Brenda Dietrich
In three-plus decades at IBM, the pioneer in operations research and data analytics helped establish the company as a leader in business processes management
Brenda Dietrich smiles among empty seats in a theater

Over the course of 33 years at IBM, Brenda Dietrich dramatically improved the decision-making process for global enterprises, governmental agencies and academic institutions through her influential work in applied mathematics. As a widely recognized technical leader in the field, Dietrich was known for making key advances in management systems, distribution methods and human resources operations through an unwavering belief in the power of data.

From a young age, Dietrich was a fast learner. She entered grade school a year early and earned a BS at the University of North Carolina at Chapel Hill in three years. She immediately enrolled to earn a PhD in operations research at Cornell University where, as a teaching assistant, she was often younger than her students.

Dietrich spent summer breaks applying her burgeoning expertise in operations research to real-world problems at the Thomas J. Watson Research Center in Yorktown Heights, New York. “I wanted to have something in front of me and not just think of abstract things — that’s what I do in school,” she explained to an IBM publication in 1982. In 1984, after earning her PhD, Dietrich took a full-time research job at Yorktown Heights.

Once at IBM, Dietrich quickly established herself as an invaluable researcher and a technical leader. By 1991, she had been promoted to manager of the Manufacturing Logistics group. In 1995, she founded IBM’s Logistics Application group before stepping into another managerial role at the company’s Optimization Center in 1997.
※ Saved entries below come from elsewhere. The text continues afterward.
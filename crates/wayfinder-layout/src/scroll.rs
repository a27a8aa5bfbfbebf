#![forbid(unsafe_code)]

//! Scroll offset needed to bring a tour anchor into view.
//!
//! The host measures the anchor relative to its scroll container's content
//! (not the viewport) and scrolls to the returned offset, leaving
//! `top_padding` of breathing room above the element.

use std::env;

use serde::{Deserialize, Serialize};
use wayfinder_core::env::{apply, parse_bool, parse_f32, validate_non_negative};
use wayfinder_core::{ConfigError, Rect};

const ENV_SCROLL_TOP_PADDING: &str = "WAYFINDER_SCROLL_TOP_PADDING";
const ENV_SCROLL_ANIMATED: &str = "WAYFINDER_SCROLL_ANIMATED";
const ENV_SCROLL_ENABLED: &str = "WAYFINDER_SCROLL_ENABLED";

/// Auto-scroll behaviour.
///
/// # Environment Variables
/// - `WAYFINDER_SCROLL_TOP_PADDING` (float >= 0)
/// - `WAYFINDER_SCROLL_ANIMATED` (bool)
/// - `WAYFINDER_SCROLL_ENABLED` (bool)
#[derive(Debug, Clone, Copy, PartialEq, Serialize, Deserialize)]
pub struct AutoScrollConfig {
    pub top_padding: f32,
    pub animated: bool,
    pub enabled: bool,
}

impl Default for AutoScrollConfig {
    fn default() -> Self {
        Self {
            top_padding: 100.0,
            animated: true,
            enabled: true,
        }
    }
}

impl AutoScrollConfig {
    #[must_use]
    pub fn top_padding(mut self, padding: f32) -> Self {
        self.top_padding = padding;
        self
    }

    #[must_use]
    pub fn animated(mut self, animated: bool) -> Self {
        self.animated = animated;
        self
    }

    #[must_use]
    pub fn enabled(mut self, enabled: bool) -> Self {
        self.enabled = enabled;
        self
    }

    /// Parse config from environment variables.
    #[must_use]
    pub fn from_env() -> (AutoScrollConfig, Vec<ConfigError>) {
        Self::from_env_with(|key| env::var(key).ok())
    }

    /// Parse config through a custom lookup, returning diagnostics.
    #[must_use]
    pub fn from_env_with<F>(mut get: F) -> (AutoScrollConfig, Vec<ConfigError>)
    where
        F: FnMut(&str) -> Option<String>,
    {
        let mut config = AutoScrollConfig::default();
        let mut errors = Vec::new();

        apply(
            &mut get,
            ENV_SCROLL_TOP_PADDING,
            "scroll_top_padding",
            "expected number",
            parse_f32,
            &mut config.top_padding,
            &mut errors,
        );
        apply(
            &mut get,
            ENV_SCROLL_ANIMATED,
            "scroll_animated",
            "expected bool (1/0/true/false)",
            parse_bool,
            &mut config.animated,
            &mut errors,
        );
        apply(
            &mut get,
            ENV_SCROLL_ENABLED,
            "scroll_enabled",
            "expected bool (1/0/true/false)",
            parse_bool,
            &mut config.enabled,
            &mut errors,
        );

        let mut violations = Vec::new();
        validate_non_negative("scroll_top_padding", config.top_padding, &mut violations);
        if !violations.is_empty() {
            config.top_padding = AutoScrollConfig::default().top_padding;
            errors.extend(violations);
        }

        (config, errors)
    }
}

/// A scroll the host should perform.
#[derive(Debug, Clone, Copy, PartialEq, Serialize, Deserialize)]
pub struct ScrollRequest {
    /// Target content offset along the scroll axis.
    pub offset: f32,
    pub animated: bool,
}

impl ScrollRequest {
    /// Scroll request for an anchor measured in content coordinates.
    ///
    /// Returns `None` when auto-scroll is disabled.
    #[must_use]
    pub fn for_anchor(anchor_in_content: Rect, config: &AutoScrollConfig) -> Option<Self> {
        if !config.enabled {
            return None;
        }
        Some(Self {
            offset: scroll_offset(anchor_in_content.y, config.top_padding),
            animated: config.animated,
        })
    }
}

/// `max(0, anchor_top - top_padding)`.
#[inline]
#[must_use]
pub fn scroll_offset(anchor_top: f32, top_padding: f32) -> f32 {
    (anchor_top - top_padding).max(0.0)
}

#[cfg(test)]
mod tests {
    use super::*;

    #[test]
    fn offset_leaves_top_padding() {
        assert_eq!(scroll_offset(900.0, 100.0), 800.0);
    }

    #[test]
    fn offset_never_negative() {
        assert_eq!(scroll_offset(40.0, 100.0), 0.0);
        assert_eq!(scroll_offset(-20.0, 0.0), 0.0);
    }

    #[test]
    fn request_uses_config() {
        let config = AutoScrollConfig::default().top_padding(150.0).animated(false);
        let req = ScrollRequest::for_anchor(Rect::new(0.0, 1000.0, 10.0, 10.0), &config).unwrap();
        assert_eq!(req.offset, 850.0);
        assert!(!req.animated);
    }

    #[test]
    fn disabled_yields_no_request() {
        let config = AutoScrollConfig::default().enabled(false);
        assert!(ScrollRequest::for_anchor(Rect::new(0.0, 1000.0, 10.0, 10.0), &config).is_none());
    }

    #[test]
    fn env_overrides_and_diagnostics() {
        let (config, errors) = AutoScrollConfig::from_env_with(|key| match key {
            ENV_SCROLL_TOP_PADDING => Some("-5".into()),
            ENV_SCROLL_ANIMATED => Some("off".into()),
            ENV_SCROLL_ENABLED => Some("perhaps".into()),
            _ => None,
        });
        assert_eq!(config.top_padding, 100.0);
        assert!(!config.animated);
        assert!(config.enabled);
        let fields: Vec<_> = errors.iter().map(|e| e.field).collect();
        assert_eq!(fields, vec!["scroll_enabled", "scroll_top_padding"]);
    }
}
I wanted to have something in front of me and not just think of abstract things — that’s what I do in school Brenda Dietrich 1982 IBM publication
Problems with potential

Dietrich assembled an ambitious team of researchers and oriented them toward some of the hardest problems known to applied mathematics at the time. Together, they developed a series of data-centric solutions to improve and even automate complex business processes — including resource allocation, workflow management and employee scheduling — for IBM and its clients.

In the late 1990s, the team helped Southwest Airlines rethink how it allocated flight crews. Until that point, a skilled employee had generated the airline’s flight crew assignments, but the work had become unmanageable. It wasn’t just a matter of navigating employee timetables. The work required adherence to union rules, pilot rest regulations and a general understanding of how much time it takes for a crew to recover between various flights. With so much to consider, the process of compiling schedules would often require more than a month.

Utilizing an emerging field of research, now known as machine learning, the team built an algorithm to solve the largest pairing problem in history. It provided the basis for a reliable scheduling system that saved Southwest millions of dollars. For Dietrich, it was the near-perfect challenge. “I want to be working on important, hard problems,” she explained to Think Research in 2003. “Problems that have the potential to change the way business is done.”

In 2007, Dietrich was appointed an IBM Fellow and in 2008 she became a vice president in IBM Research. She eventually became chief technology officer and strategist for Business Analytics and head of Emerging Technologies in the IBM Watson group, where she and her team continued to make inroads in optimization, simulation, machine learning and the instrumentation of new, high-value data.

I want to be working on important, hard problems. Problems that have the potential to change the way business is done. Brenda Dietrich Think Research, 2003 Interview
Making a positive impact

It’s nearly impossible to overstate the importance of data analytics in industry and society. As Dietrich articulated in 2013, the discipline has revolutionized science, manufacturing, healthcare, athletics and so much more. “There is no industry left where an analytics-trained professional cannot make a positive impact,” she said.

Dietrich's vital work helped establish a leadership position in this vital field for IBM. During her years with the company, she was awarded more than a dozen patents and authored numerous publications. But her influence stretches far beyond the company. She has served on advisory boards for Northwestern University, Carnegie Mellon University, MIT and the University of California, Berkeley, and on the board of trustees for the Society for Industrial and Applied Mathematics and the Institute for Pure and Applied Mathematics. She has been president of INFORMS, the world's largest professional society for Operations Research and Management Sciences, and was elected to the National Academy of Engineering.

Dietrich retired from IBM in 2017 and took a position at her alma matter, Cornell University, as the Arthur and Helen Geoffrion Professor of Practice, teaching students the value of applying mathematics and data to real-world problems. It’s a fitting bookend on the career of a researcher who discovered at an early age the world-changing power of helping businesses operate more efficiently.